If injury risk could be reduced by selecting running shoes based on the plantar shape, that reduced risk might be best seen by comparing C and E subjects at the extremes, that is, those with plantar shapes indicative of high and low arches. This is because E subjects wore shoes specifically designed for their foot type (motion control and cushion), whereas C subjects wore a stability shoe designed for another foot type. Contrary to expectation, comparing E and C subjects in this manner indicated that injury risk was slightly higher in the E group. This indicated that even with extreme foot shapes, selecting running shoes on the basis of plantar shape did not reduce injury risk and may have increased it slightly in this study.
Two shoes (New Balance 857 and the Nike Air Max Moto) were classified differently in the PX system compared with the Runner's World or manufacturer typing. Nonetheless, when the subjects in the E group who wore these 2 shoes were compared with all the C subjects, injury risks differed little. Further, when subjects wearing these 2 shoes were eliminated from the E group and the remaining E group subjects compared with the C group, injury risk still differed little between the 2 groups (Table 9).

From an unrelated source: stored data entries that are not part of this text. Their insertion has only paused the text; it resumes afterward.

//! Single-source shortest paths over non-negative weights.
//!
//! # Determinism
//!
//! The heap is keyed on `(distance, vertex)` and relaxation only accepts a
//! strict improvement, with incident edges scanned in insertion order. For a
//! fixed graph every query therefore returns the same edge sequence.

use std::cmp::{Ordering, Reverse};
use std::collections::BinaryHeap;
use std::fmt::Debug;
use std::ops::Add;

use crate::ids::{EdgeId, VertexId};

use super::weighted::DirectedWeightedGraph;

/// Edge weight usable by the shortest-path engine.
///
/// Weights must be non-negative; the engine does not check.
pub trait Weight: Copy + Debug + Default + PartialOrd + Add<Output = Self> {
    /// Total order used for heap ordering.
    fn total_cmp(&self, other: &Self) -> Ordering;
}

impl Weight for f64 {
    fn total_cmp(&self, other: &Self) -> Ordering {
        f64::total_cmp(self, other)
    }
}

impl Weight for u32 {
    fn total_cmp(&self, other: &Self) -> Ordering {
        self.cmp(other)
    }
}

impl Weight for u64 {
    fn total_cmp(&self, other: &Self) -> Ordering {
        self.cmp(other)
    }
}

/// Heap entry ordered by distance, then vertex id.
#[derive(Debug, Clone, Copy)]
struct Candidate<W> {
    distance: W,
    vertex: VertexId,
}

impl<W: Weight> PartialEq for Candidate<W> {
    fn eq(&self, other: &Self) -> bool {
        self.cmp(other) == Ordering::Equal
    }
}

impl<W: Weight> Eq for Candidate<W> {}

impl<W: Weight> PartialOrd for Candidate<W> {
    fn partial_cmp(&self, other: &Self) -> Option<Ordering> {
        Some(self.cmp(other))
    }
}

impl<W: Weight> Ord for Candidate<W> {
    fn cmp(&self, other: &Self) -> Ordering {
        self.distance
            .total_cmp(&other.distance)
            .then_with(|| self.vertex.cmp(&other.vertex))
    }
}

/// A shortest path: its total weight and edges in travel order.
#[derive(Debug, Clone, PartialEq)]
pub struct RouteInfo<W> {
    pub weight: W,
    pub edges: Vec<EdgeId>,
}

/// Distances and predecessor edges from one source to every reachable vertex.
#[derive(Debug, Clone)]
pub struct ShortestPathTree<W> {
    source: VertexId,
    distance: Vec<Option<W>>,
    /// Edge that reached each vertex; `None` for the source and unreached vertices.
    prev_edge: Vec<Option<EdgeId>>,
    /// Tail vertex of every edge, so paths can be walked back without the graph.
    edge_from: Vec<VertexId>,
}

impl<W: Weight> ShortestPathTree<W> {
    /// Run Dijkstra from `source`.
    ///
    /// A source outside the graph yields a tree in which nothing is reachable.
    pub fn compute(graph: &DirectedWeightedGraph<W>, source: VertexId) -> Self {
        let n = graph.vertex_count();
        let mut distance: Vec<Option<W>> = vec![None; n];
        let mut prev_edge: Vec<Option<EdgeId>> = vec![None; n];
        let edge_from = (0..graph.edge_count())
            .map(|i| graph.edge(EdgeId::from_index(i)).from)
            .collect();

        if graph.contains_vertex(source) {
            distance[source.index()] = Some(W::default());

            let mut heap = BinaryHeap::new();
            heap.push(Reverse(Candidate {
                distance: W::default(),
                vertex: source,
            }));

            while let Some(Reverse(Candidate { distance: cost, vertex })) = heap.pop() {
                // Skip stale heap entries
                if let Some(best) = distance[vertex.index()] {
                    if cost.total_cmp(&best) == Ordering::Greater {
                        continue;
                    }
                }

                for &edge_id in graph.incident_edges(vertex) {
                    let edge = graph.edge(edge_id);
                    let candidate = cost + edge.weight;
                    let improves = match distance[edge.to.index()] {
                        Some(known) => candidate.total_cmp(&known) == Ordering::Less,
                        None => true,
                    };

                    if improves {
                        distance[edge.to.index()] = Some(candidate);
                        prev_edge[edge.to.index()] = Some(edge_id);
                        heap.push(Reverse(Candidate {
                            distance: candidate,
                            vertex: edge.to,
                        }));
                    }
                }
            }
        }

        Self {
            source,
            distance,
            prev_edge,
            edge_from,
        }
    }

    pub fn source(&self) -> VertexId {
        self.source
    }

    /// Shortest distance to `target`, or `None` if unreachable.
    pub fn distance_to(&self, target: VertexId) -> Option<W> {
        self.distance.get(target.index()).copied().flatten()
    }

    /// The edge through which `target` is reached.
    pub fn predecessor(&self, target: VertexId) -> Option<EdgeId> {
        self.prev_edge.get(target.index()).copied().flatten()
    }

    /// Shortest path to `target`, or `None` if unreachable.
    ///
    /// The path from the source to itself has zero weight and no edges.
    pub fn route_to(&self, target: VertexId) -> Option<RouteInfo<W>> {
        let weight = self.distance_to(target)?;

        let mut edges = Vec::new();
        let mut current = target;
        while current != self.source {
            let edge = self.predecessor(current)?;
            edges.push(edge);
            current = self.edge_from[edge.index()];
        }
        edges.reverse();

        Some(RouteInfo { weight, edges })
    }
}

/// Shortest path from `from` to `to`, or `None` if `to` is unreachable.
pub fn shortest_route<W: Weight>(
    graph: &DirectedWeightedGraph<W>,
    from: VertexId,
    to: VertexId,
) -> Option<RouteInfo<W>> {
    ShortestPathTree::compute(graph, from).route_to(to)
}

#[cfg(test)]
mod tests {
    use super::*;
    use crate::graph::Edge;

    fn graph(vertex_count: usize, edges: &[(u32, u32, u32)]) -> DirectedWeightedGraph<u32> {
        let mut graph = DirectedWeightedGraph::new(vertex_count);
        for &(from, to, weight) in edges {
            graph.add_edge(Edge {
                from: VertexId(from),
                to: VertexId(to),
                weight,
            });
        }
        graph
    }

    fn edge_ids(raw: &[u32]) -> Vec<EdgeId> {
        raw.iter().map(|&i| EdgeId(i)).collect()
    }

    #[test]
    fn direct_edge_beaten_by_detour() {
        // 0 -> 2 directly costs 10, via 1 costs 3 + 4
        let g = graph(3, &[(0, 2, 10), (0, 1, 3), (1, 2, 4)]);
        let route = shortest_route(&g, VertexId(0), VertexId(2)).unwrap();

        assert_eq!(route.weight, 7);
        assert_eq!(route.edges, edge_ids(&[1, 2]));
    }

    #[test]
    fn unreachable_target() {
        let g = graph(3, &[(0, 1, 1)]);
        assert!(shortest_route(&g, VertexId(0), VertexId(2)).is_none());
        // Edges are directed
        assert!(shortest_route(&g, VertexId(1), VertexId(0)).is_none());
    }

    #[test]
    fn source_to_itself() {
        let g = graph(2, &[(0, 1, 1), (1, 0, 1)]);
        let route = shortest_route(&g, VertexId(0), VertexId(0)).unwrap();

        assert_eq!(route.weight, 0);
        assert!(route.edges.is_empty());
    }

    #[test]
    fn out_of_range_vertices() {
        let g = graph(2, &[(0, 1, 1)]);
        assert!(shortest_route(&g, VertexId(5), VertexId(1)).is_none());
        assert!(shortest_route(&g, VertexId(0), VertexId(5)).is_none());
    }

    #[test]
    fn ties_broken_deterministically() {
        // Two equal-cost paths 0 -> 1 -> 3 and 0 -> 2 -> 3
        let g = graph(4, &[(0, 1, 1), (0, 2, 1), (1, 3, 1), (2, 3, 1)]);
        let first = shortest_route(&g, VertexId(0), VertexId(3)).unwrap();

        for _ in 0..10 {
            assert_eq!(shortest_route(&g, VertexId(0), VertexId(3)).unwrap(), first);
        }
        // Vertex 1 is settled first and claims vertex 3
        assert_eq!(first.edges, edge_ids(&[0, 2]));
    }

    #[test]
    fn tree_answers_every_target() {
        let g = graph(4, &[(0, 1, 2), (1, 2, 2), (0, 2, 5), (2, 3, 1)]);
        let tree = ShortestPathTree::compute(&g, VertexId(0));

        assert_eq!(tree.source(), VertexId(0));
        assert_eq!(tree.distance_to(VertexId(1)), Some(2));
        assert_eq!(tree.distance_to(VertexId(2)), Some(4));
        assert_eq!(tree.distance_to(VertexId(3)), Some(5));
        assert_eq!(tree.predecessor(VertexId(0)), None);
        assert_eq!(tree.route_to(VertexId(3)).unwrap().edges, edge_ids(&[0, 1, 3]));
    }

    #[test]
    fn float_weights() {
        let mut g = DirectedWeightedGraph::new(3);
        g.add_edge(Edge {
            from: VertexId(0),
            to: VertexId(1),
            weight: 0.5,
        });
        g.add_edge(Edge {
            from: VertexId(1),
            to: VertexId(2),
            weight: 0.25,
        });
        let route = shortest_route(&g, VertexId(0), VertexId(2)).unwrap();
        assert_eq!(route.weight, 0.75);
    }

    #[test]
    fn zero_weight_cycle_terminates() {
        let g = graph(3, &[(0, 1, 0), (1, 0, 0), (1, 2, 3)]);
        let route = shortest_route(&g, VertexId(0), VertexId(2)).unwrap();
        assert_eq!(route.weight, 3);
        assert_eq!(route.edges, edge_ids(&[0, 2]));
    }
}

The current study is not in consonance with a previous investigation (25) that showed a postwide decrease in serious injuries among soldiers at Fort Drum, N.Y., after initiation of a running shoe prescription program. However, there were many methodological differences between the current study and the earlier one. The current study involved only a prescription based on the plantar shape; the earlier study involved a prescription based on an evaluation of foot arch height and foot flexibility. The current study involved a population of recruits in a situation where it was assured that the prescribed shoe type was obtained and there was follow-up to guarantee that the prescribed shoe type was worn during the entire course of the study. In the earlier study, soldiers were given the shoe prescription, but there was no follow-up to determine whether they made the recommended purchase and no knowledge of when or how often the shoes were used for training. In fact, in a survey involving a convenience sample of 122 Fort Drum soldiers (out of an average 9,752 estimated to be on post), only 11% said that they had followed the shoe prescription advice. The current study involved an initial shoe prescription with follow-up for any injury occurring in a subsequent 9-week period of a standardized training program. The earlier study involved a retrospective examination of medical visits to a physical therapy clinic before and after the shoe program was initiated. A number of temporal factors were potential confounders in the earlier study, and these were discussed at length in the technical report (25). The major potential confounder was the change in the surveillance system used to track injuries, which occurred during the months when injuries began to decrease. The current study was prospective in design and involved two groups training side by side in a well-regulated BCT setting. Thus, the current study involved manipulation of only 1 variable (running shoe selection based on plantar shape), considerably better knowledge about the shoe actually worn during training, and a more controlled training environment.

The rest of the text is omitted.